Task:
Tally the lines of the records below that include the word "struct", and write down only that tally.

(Data extracted from a collection)
----------------------------------------

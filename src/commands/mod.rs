pub mod classify;
pub mod credentials;
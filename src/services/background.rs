//! The privileged context: network access and the API key live here.

use crate::error::{DetectorError, Result};
use crate::models::classify_types::RemoteClassification;
use crate::models::image_types::EncodedImage;
use crate::models::message_types::{FetchImage, RemoteClassify};
use crate::services::bridge::{self, Channel};
use crate::services::fetch_gateway::FetchGateway;
use crate::services::remote_classifier::RemoteClassifier;
use std::time::Duration;
use tokio::task::JoinHandle;

pub struct BackgroundContext {
    fetch: Channel<FetchImage, EncodedImage>,
    classify: Channel<RemoteClassify, RemoteClassification>,
    servers: Vec<JoinHandle<()>>,
}

impl BackgroundContext {
    pub fn spawn(gateway: FetchGateway, classifier: RemoteClassifier, timeout: Option<Duration>) -> Self {
        let (fetch, fetch_server) = bridge::open("FETCH_IMAGE", timeout, move |req: FetchImage| {
            let gateway = gateway.clone();
            async move {
                tracing::debug!(url = %req.url, "FETCH_IMAGE received");
                gateway.fetch_encoded(&req.url).await
            }
        });

        let (classify, classify_server) = bridge::open("REMOTE_CLASSIFY", timeout, move |req: RemoteClassify| {
            let classifier = classifier.clone();
            async move {
                if req.encoded_image.is_empty() || req.mime_type.is_empty() {
                    return Err(DetectorError::decode(
                        "Missing encoded image or MIME type in REMOTE_CLASSIFY message",
                    ));
                }
                let image = EncodedImage {
                    data_url: req.encoded_image,
                    mime_type: req.mime_type,
                };
                tracing::debug!(mime = %image.mime_type, size = image.len(), "REMOTE_CLASSIFY received");
                classifier.classify_remote(&image).await
            }
        });

        Self {
            fetch,
            classify,
            servers: vec![fetch_server, classify_server],
        }
    }

    pub async fn fetch_image(&self, url: &str) -> Result<EncodedImage> {
        self.fetch
            .call(FetchImage {
                url: url.to_string(),
            })
            .await
    }

    pub async fn classify(&self, image: &EncodedImage) -> Result<RemoteClassification> {
        self.classify
            .call(RemoteClassify {
                encoded_image: image.data_url.clone(),
                mime_type: image.mime_type.clone(),
            })
            .await
    }

    pub fn in_flight(&self) -> usize {
        self.fetch.in_flight() + self.classify.in_flight()
    }

    pub fn retire_all(&self) {
        self.fetch.retire_all();
        self.classify.retire_all();
    }
}

impl Drop for BackgroundContext {
    fn drop(&mut self) {
        for server in &self.servers {
            server.abort();
        }
    }
}
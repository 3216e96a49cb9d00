use crate::config::FetchConfig;
use crate::error::{DetectorError, Result};
use crate::models::image_types::EncodedImage;
use reqwest::header::CONTENT_TYPE;

const FALLBACK_MIME: &str = "application/octet-stream";

/// Fetches image bytes on behalf of contexts without network privileges and
/// hands back a self-contained data URI. The response body never leaves here.
#[derive(Clone)]
pub struct FetchGateway {
    client: reqwest::Client,
    max_error_body: usize,
}

impl FetchGateway {
    pub fn new(config: &FetchConfig) -> Result<Self> {
        let client = reqwest::Client::builder()
            .user_agent(config.user_agent.clone())
            .build()
            .map_err(|e| DetectorError::config(format!("Failed to build HTTP client: {}", e)))?;
        Ok(Self {
            client,
            max_error_body: config.max_error_body,
        })
    }

    pub async fn fetch_encoded(&self, url: &str) -> Result<EncodedImage> {
        let response = self.client.get(url).send().await.map_err(|e| DetectorError::Fetch {
            status: None,
            detail: format!("Request for {} failed: {}", url, e),
        })?;

        let status = response.status();
        if !status.is_success() {
            let summary = format!(
                "HTTP error {} ({}) while fetching {}",
                status.as_u16(),
                status.canonical_reason().unwrap_or("Unknown"),
                url
            );
            // Body is diagnostic only; failing to read it keeps the summary.
            let detail = match read_bounded(response, self.max_error_body).await {
                Ok(body) => format!("{}. Body: {}...", summary, body),
                Err(_) => summary,
            };
            tracing::warn!(url, status = status.as_u16(), "image fetch rejected");
            return Err(DetectorError::Fetch {
                status: Some(status.as_u16()),
                detail,
            });
        }

        let declared = response
            .headers()
            .get(CONTENT_TYPE)
            .and_then(|v| v.to_str().ok())
            .and_then(bare_mime);

        let bytes = response
            .bytes()
            .await
            .map_err(|e| DetectorError::decode(format!("Failed to read body of {}: {}", url, e)))?;

        let mime_type = match declared {
            Some(mime) if mime.starts_with("image/") => mime,
            _ => sniff_mime(&bytes),
        };

        let encoded = EncodedImage::from_bytes(&bytes, &mime_type)?;
        tracing::debug!(url, mime = %mime_type, size = bytes.len(), "image fetched");
        Ok(encoded)
    }
}

/// Reads at most `max_chars` characters of a body, chunk by chunk.
async fn read_bounded(mut response: reqwest::Response, max_chars: usize) -> reqwest::Result<String> {
    // A char is at most four bytes in UTF-8.
    let byte_limit = max_chars.saturating_mul(4);
    let mut buf = Vec::new();
    while buf.len() < byte_limit {
        match response.chunk().await? {
            Some(chunk) => buf.extend_from_slice(&chunk),
            None => break,
        }
    }
    buf.truncate(byte_limit);
    Ok(String::from_utf8_lossy(&buf).chars().take(max_chars).collect())
}

/// `type/subtype` from a Content-Type header, or `None` when what is left
/// after dropping parameters is not a single clean token pair.
fn bare_mime(content_type: &str) -> Option<String> {
    let essence = content_type.split(';').next()?.trim();
    let (kind, subtype) = essence.split_once('/')?;
    let is_token = |part: &str| {
        !part.is_empty()
            && part
                .chars()
                .all(|c| c.is_ascii_alphanumeric() || "!#$&^_.+-".contains(c))
    };
    if is_token(kind) && is_token(subtype) {
        Some(essence.to_ascii_lowercase())
    } else {
        None
    }
}

fn sniff_mime(bytes: &[u8]) -> String {
    image::guess_format(bytes)
        .map(|format| format.to_mime_type().to_string())
        .unwrap_or_else(|_| FALLBACK_MIME.to_string())
}
use crate::error::{DetectorError, Result};
use serde::{Deserialize, Serialize};
use std::fmt;
use std::path::{Path, PathBuf};
use std::sync::Mutex;

pub const PLACEHOLDER_KEY: &str = "YOUR_OPENAI_API_KEY_HERE";

/// An API key. Never printed.
#[derive(Clone, PartialEq, Eq)]
pub struct Secret(String);

impl Secret {
    pub fn new(value: impl Into<String>) -> Self {
        Self(value.into())
    }

    pub fn expose(&self) -> &str {
        &self.0
    }

    /// Present and not the placeholder shipped in sample configs.
    pub fn is_usable(&self) -> bool {
        let key = self.0.trim();
        !key.is_empty() && !key.eq_ignore_ascii_case(PLACEHOLDER_KEY)
    }
}

impl fmt::Debug for Secret {
    fn fmt(&self, f: &mut fmt::Formatter<'_>) -> fmt::Result {
        f.write_str("Secret(<redacted>)")
    }
}

pub trait CredentialStore: Send + Sync {
    fn get_credential(&self) -> Result<Option<Secret>>;
    fn set_credential(&self, value: &str) -> Result<()>;
}

#[derive(Default)]
pub struct MemoryCredentialStore {
    key: Mutex<Option<Secret>>,
}

impl MemoryCredentialStore {
    pub fn new(key: Option<&str>) -> Self {
        Self {
            key: Mutex::new(key.map(Secret::new)),
        }
    }
}

impl CredentialStore for MemoryCredentialStore {
    fn get_credential(&self) -> Result<Option<Secret>> {
        Ok(self.key.lock().unwrap_or_else(|e| e.into_inner()).clone())
    }

    fn set_credential(&self, value: &str) -> Result<()> {
        *self.key.lock().unwrap_or_else(|e| e.into_inner()) = Some(Secret::new(value.trim()));
        Ok(())
    }
}

#[derive(Serialize, Deserialize, Default)]
struct CredentialFile {
    #[serde(default)]
    api_key: Option<String>,
}

/// Stores the key as JSON, e.g. `~/.config/ai-detector/credentials.json`.
pub struct FileCredentialStore {
    path: PathBuf,
}

impl FileCredentialStore {
    pub fn new(path: impl Into<PathBuf>) -> Self {
        Self { path: path.into() }
    }

    pub fn path(&self) -> &Path {
        &self.path
    }
}

impl CredentialStore for FileCredentialStore {
    fn get_credential(&self) -> Result<Option<Secret>> {
        if !self.path.exists() {
            return Ok(None);
        }
        let content = std::fs::read_to_string(&self.path).map_err(|e| DetectorError::Credential {
            message: format!("Failed to read {}: {}", self.path.display(), e),
        })?;
        let file: CredentialFile = serde_json::from_str(&content).map_err(|e| DetectorError::Credential {
            message: format!("Failed to parse {}: {}", self.path.display(), e),
        })?;
        Ok(file.api_key.map(Secret::new))
    }

    fn set_credential(&self, value: &str) -> Result<()> {
        if let Some(parent) = self.path.parent() {
            std::fs::create_dir_all(parent).map_err(|e| DetectorError::Credential {
                message: format!("Failed to create {}: {}", parent.display(), e),
            })?;
        }
        let file = CredentialFile {
            api_key: Some(value.trim().to_string()),
        };
        let content = serde_json::to_string_pretty(&file).map_err(|e| DetectorError::Credential {
            message: e.to_string(),
        })?;
        std::fs::write(&self.path, content).map_err(|e| DetectorError::Credential {
            message: format!("Failed to write {}: {}", self.path.display(), e),
        })
    }
}
use crate::error::{DetectorError, Result};
use crate::services::credentials::{CredentialStore, Secret};

pub fn set_key(store: &dyn CredentialStore, key: &str) -> Result<()> {
    if !Secret::new(key).is_usable() {
        return Err(DetectorError::Auth {
            message: "Refusing to store an empty or placeholder API key".to_string(),
        });
    }
    store.set_credential(key)?;
    tracing::info!("API key saved");
    Ok(())
}

#[cfg(test)]
mod tests {
    use super::*;
    use crate::services::credentials::{MemoryCredentialStore, PLACEHOLDER_KEY};

    #[test]
    fn placeholder_is_not_saved() {
        let store = MemoryCredentialStore::new(None);
        assert!(set_key(&store, PLACEHOLDER_KEY).is_err());
        assert_eq!(store.get_credential().unwrap(), None);

        set_key(&store, "sk-real").unwrap();
        assert!(store.get_credential().unwrap().unwrap().is_usable());
    }
}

----------------------------------------

Response:
6